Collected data
----
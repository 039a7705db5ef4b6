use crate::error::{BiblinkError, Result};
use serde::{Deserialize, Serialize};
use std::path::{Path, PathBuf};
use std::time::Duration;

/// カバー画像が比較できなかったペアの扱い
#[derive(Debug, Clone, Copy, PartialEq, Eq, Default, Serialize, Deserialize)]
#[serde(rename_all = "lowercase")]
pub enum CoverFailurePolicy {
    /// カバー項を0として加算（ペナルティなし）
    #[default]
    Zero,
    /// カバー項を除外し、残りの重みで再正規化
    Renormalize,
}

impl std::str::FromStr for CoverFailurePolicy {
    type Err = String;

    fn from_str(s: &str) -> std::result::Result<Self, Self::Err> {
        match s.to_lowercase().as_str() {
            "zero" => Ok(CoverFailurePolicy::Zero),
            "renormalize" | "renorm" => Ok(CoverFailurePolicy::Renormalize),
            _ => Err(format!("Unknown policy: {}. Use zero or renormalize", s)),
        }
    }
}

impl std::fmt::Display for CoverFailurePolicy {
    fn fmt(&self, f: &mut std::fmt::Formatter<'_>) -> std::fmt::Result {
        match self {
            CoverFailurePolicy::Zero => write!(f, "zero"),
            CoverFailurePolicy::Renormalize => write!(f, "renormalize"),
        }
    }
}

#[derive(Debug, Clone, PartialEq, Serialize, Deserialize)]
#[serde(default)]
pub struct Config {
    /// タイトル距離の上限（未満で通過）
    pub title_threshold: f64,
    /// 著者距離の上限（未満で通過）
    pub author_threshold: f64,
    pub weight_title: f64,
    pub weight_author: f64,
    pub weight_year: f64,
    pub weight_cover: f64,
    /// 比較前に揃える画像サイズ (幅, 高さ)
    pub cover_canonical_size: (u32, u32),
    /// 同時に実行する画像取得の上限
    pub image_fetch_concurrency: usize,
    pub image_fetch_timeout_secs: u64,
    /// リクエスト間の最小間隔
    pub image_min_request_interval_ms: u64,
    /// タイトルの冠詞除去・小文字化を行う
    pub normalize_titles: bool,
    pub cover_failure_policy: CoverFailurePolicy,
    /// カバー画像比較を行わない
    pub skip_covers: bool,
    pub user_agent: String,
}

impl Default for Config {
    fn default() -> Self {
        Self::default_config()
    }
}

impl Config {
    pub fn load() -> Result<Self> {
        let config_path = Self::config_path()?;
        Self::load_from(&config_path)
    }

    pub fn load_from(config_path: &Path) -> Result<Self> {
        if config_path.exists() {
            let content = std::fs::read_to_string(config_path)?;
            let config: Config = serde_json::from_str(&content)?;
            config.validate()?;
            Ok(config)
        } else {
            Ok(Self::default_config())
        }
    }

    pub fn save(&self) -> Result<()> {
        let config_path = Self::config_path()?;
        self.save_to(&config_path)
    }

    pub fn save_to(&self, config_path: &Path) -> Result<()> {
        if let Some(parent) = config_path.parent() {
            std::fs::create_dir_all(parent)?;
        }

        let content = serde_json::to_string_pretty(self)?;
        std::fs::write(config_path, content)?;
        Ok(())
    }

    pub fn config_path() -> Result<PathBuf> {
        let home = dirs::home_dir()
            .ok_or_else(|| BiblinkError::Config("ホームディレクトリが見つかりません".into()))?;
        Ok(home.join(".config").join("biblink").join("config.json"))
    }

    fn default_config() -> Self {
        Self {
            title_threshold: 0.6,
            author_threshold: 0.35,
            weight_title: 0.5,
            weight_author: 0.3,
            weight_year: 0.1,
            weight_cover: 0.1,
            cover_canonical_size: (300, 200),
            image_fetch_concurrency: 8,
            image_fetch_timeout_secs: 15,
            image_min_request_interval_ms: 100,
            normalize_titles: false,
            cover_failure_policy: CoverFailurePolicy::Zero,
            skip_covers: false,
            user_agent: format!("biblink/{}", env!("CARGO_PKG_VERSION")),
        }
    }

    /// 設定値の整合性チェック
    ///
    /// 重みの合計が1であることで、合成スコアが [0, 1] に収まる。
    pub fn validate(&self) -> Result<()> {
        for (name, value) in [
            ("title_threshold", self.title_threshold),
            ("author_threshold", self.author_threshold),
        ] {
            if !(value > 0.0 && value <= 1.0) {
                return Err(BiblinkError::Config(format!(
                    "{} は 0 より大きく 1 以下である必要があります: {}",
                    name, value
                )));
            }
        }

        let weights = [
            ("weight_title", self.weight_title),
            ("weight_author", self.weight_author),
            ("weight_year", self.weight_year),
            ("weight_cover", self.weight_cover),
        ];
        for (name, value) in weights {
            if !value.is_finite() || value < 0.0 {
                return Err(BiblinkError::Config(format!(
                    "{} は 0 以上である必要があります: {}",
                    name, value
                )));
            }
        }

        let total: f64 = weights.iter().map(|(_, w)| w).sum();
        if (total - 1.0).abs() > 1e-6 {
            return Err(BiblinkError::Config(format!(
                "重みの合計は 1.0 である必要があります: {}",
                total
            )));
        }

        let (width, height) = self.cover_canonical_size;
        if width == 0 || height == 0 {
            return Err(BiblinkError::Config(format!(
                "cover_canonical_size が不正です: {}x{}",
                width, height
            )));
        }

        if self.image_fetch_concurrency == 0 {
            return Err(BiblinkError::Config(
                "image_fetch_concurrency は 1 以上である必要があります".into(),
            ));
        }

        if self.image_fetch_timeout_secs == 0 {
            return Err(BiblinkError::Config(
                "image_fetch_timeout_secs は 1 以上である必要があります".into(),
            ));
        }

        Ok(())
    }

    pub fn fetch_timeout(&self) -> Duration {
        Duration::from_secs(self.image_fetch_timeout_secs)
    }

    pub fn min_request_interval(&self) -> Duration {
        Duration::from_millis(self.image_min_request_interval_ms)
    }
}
----
*What to work on*. Tally the lines above that include the word "weights"; answer with the total only.

*Solution for this exercise*. 3